*** Input

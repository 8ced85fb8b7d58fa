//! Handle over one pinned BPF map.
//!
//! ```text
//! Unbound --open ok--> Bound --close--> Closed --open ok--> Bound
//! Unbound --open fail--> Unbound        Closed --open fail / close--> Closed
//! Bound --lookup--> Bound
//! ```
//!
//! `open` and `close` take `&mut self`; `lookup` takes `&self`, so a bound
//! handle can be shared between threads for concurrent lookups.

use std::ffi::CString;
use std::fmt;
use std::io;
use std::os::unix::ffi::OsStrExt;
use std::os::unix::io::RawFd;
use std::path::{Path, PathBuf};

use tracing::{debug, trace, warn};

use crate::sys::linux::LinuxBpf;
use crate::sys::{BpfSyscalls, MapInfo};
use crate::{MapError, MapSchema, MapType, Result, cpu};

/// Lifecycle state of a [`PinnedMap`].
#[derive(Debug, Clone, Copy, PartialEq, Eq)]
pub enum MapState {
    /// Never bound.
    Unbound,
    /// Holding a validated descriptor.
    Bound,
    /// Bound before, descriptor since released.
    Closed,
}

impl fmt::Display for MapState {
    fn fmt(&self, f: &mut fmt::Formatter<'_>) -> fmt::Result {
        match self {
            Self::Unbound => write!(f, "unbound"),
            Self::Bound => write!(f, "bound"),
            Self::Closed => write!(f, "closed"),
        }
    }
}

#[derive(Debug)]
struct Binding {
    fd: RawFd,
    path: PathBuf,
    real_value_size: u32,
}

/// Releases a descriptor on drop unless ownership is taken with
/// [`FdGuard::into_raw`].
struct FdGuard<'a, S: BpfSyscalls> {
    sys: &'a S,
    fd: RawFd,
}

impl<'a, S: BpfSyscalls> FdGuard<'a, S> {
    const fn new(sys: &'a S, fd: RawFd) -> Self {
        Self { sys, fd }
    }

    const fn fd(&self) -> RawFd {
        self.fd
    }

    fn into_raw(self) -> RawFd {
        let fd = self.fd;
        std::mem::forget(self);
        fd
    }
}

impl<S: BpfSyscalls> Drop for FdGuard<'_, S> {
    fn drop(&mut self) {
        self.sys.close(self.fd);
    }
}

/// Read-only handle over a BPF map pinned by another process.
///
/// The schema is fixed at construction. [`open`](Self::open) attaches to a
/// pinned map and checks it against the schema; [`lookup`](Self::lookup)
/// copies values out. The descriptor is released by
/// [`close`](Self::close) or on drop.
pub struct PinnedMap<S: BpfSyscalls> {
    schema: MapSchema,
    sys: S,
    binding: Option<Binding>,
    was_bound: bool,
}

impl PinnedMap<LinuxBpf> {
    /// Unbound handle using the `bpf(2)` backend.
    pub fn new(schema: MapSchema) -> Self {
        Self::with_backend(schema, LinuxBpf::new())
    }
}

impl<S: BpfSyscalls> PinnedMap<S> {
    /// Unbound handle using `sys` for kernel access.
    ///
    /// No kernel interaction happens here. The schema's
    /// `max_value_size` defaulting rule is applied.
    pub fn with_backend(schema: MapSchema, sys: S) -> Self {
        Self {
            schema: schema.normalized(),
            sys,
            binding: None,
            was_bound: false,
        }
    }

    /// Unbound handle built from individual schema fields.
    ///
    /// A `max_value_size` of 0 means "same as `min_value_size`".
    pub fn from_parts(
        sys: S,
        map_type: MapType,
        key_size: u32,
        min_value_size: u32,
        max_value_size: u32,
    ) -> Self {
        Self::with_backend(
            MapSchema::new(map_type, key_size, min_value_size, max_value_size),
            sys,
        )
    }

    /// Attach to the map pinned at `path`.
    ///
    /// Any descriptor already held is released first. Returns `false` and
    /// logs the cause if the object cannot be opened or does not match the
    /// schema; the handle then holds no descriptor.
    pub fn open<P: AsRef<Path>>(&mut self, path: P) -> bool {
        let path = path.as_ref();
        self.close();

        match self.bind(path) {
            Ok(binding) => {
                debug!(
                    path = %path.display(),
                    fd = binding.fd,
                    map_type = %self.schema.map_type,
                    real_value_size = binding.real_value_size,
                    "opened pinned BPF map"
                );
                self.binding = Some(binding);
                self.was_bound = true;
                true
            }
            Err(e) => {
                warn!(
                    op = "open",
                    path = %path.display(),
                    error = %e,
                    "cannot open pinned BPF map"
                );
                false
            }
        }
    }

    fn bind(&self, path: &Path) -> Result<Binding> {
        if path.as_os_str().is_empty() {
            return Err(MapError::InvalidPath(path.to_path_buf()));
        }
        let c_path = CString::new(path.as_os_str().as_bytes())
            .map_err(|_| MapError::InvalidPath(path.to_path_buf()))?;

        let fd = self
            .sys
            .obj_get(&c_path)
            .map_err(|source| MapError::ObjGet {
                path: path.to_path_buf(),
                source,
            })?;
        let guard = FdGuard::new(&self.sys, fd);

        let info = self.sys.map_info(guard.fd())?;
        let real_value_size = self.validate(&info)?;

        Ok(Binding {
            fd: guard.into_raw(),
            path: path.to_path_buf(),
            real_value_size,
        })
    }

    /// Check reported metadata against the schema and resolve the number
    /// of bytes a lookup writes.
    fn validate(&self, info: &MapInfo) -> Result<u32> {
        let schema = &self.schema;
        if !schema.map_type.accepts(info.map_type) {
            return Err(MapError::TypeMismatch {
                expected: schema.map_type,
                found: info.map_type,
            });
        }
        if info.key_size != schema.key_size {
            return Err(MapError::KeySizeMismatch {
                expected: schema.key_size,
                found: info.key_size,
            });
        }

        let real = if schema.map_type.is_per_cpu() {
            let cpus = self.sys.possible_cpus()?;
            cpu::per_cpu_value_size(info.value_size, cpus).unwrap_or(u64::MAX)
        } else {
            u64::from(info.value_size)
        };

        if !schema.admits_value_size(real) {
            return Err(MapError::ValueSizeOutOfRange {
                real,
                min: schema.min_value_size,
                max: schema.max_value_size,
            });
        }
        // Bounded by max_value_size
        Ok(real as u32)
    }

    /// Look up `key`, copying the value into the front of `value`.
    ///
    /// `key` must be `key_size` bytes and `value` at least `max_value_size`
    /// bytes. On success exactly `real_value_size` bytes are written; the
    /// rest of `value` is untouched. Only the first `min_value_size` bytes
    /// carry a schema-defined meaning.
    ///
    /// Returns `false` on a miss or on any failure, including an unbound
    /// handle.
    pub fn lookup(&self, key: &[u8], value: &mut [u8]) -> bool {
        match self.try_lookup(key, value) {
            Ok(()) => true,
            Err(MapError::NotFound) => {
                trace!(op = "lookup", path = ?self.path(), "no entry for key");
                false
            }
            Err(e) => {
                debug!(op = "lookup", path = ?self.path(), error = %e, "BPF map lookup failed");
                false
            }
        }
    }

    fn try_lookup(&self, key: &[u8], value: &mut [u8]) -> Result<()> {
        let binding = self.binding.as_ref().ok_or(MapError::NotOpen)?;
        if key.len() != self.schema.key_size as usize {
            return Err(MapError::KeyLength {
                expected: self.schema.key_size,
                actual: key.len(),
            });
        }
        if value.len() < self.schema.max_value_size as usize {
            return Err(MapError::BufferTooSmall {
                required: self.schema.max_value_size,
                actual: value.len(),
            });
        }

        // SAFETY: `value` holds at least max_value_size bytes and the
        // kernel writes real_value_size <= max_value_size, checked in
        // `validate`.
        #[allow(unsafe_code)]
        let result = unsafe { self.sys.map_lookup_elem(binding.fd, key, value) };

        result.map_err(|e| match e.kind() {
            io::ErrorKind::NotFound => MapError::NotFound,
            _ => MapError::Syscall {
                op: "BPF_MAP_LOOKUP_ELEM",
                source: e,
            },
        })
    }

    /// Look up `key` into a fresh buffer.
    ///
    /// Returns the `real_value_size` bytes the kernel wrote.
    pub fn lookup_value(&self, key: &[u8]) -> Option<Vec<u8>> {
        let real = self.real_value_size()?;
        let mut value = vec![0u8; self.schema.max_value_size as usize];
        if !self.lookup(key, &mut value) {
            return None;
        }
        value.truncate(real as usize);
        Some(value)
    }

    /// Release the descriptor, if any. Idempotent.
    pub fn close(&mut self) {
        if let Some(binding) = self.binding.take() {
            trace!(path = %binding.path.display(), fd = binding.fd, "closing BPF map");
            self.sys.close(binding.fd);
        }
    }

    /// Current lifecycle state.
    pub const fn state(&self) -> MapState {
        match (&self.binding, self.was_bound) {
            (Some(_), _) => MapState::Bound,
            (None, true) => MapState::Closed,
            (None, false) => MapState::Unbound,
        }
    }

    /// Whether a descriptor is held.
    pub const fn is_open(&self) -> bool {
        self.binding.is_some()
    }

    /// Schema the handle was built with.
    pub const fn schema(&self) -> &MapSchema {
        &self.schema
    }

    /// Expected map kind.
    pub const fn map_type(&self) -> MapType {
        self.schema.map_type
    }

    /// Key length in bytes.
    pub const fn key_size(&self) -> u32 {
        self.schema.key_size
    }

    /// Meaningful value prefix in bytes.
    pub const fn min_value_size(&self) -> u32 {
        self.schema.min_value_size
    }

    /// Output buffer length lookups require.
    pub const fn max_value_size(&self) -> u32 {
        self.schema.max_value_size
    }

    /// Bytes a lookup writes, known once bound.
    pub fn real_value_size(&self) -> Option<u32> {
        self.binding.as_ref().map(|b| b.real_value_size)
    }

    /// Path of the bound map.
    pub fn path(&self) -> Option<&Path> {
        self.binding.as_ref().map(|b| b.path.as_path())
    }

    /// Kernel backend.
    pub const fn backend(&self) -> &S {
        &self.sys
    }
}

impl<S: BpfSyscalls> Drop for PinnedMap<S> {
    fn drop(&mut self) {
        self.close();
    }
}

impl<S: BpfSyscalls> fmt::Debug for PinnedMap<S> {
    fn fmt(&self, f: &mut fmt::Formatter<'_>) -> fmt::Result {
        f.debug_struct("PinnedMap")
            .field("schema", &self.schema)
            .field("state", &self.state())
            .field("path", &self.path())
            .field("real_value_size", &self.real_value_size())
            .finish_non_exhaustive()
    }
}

******

Go line by line through the data, copying each one that contains the word "MapState".

Exercise answer
pub enum MapState {
impl fmt::Display for MapState {
    pub const fn state(&self) -> MapState {
            (Some(_), _) => MapState::Bound,
            (None, true) => MapState::Closed,
            (None, false) => MapState::Unbound,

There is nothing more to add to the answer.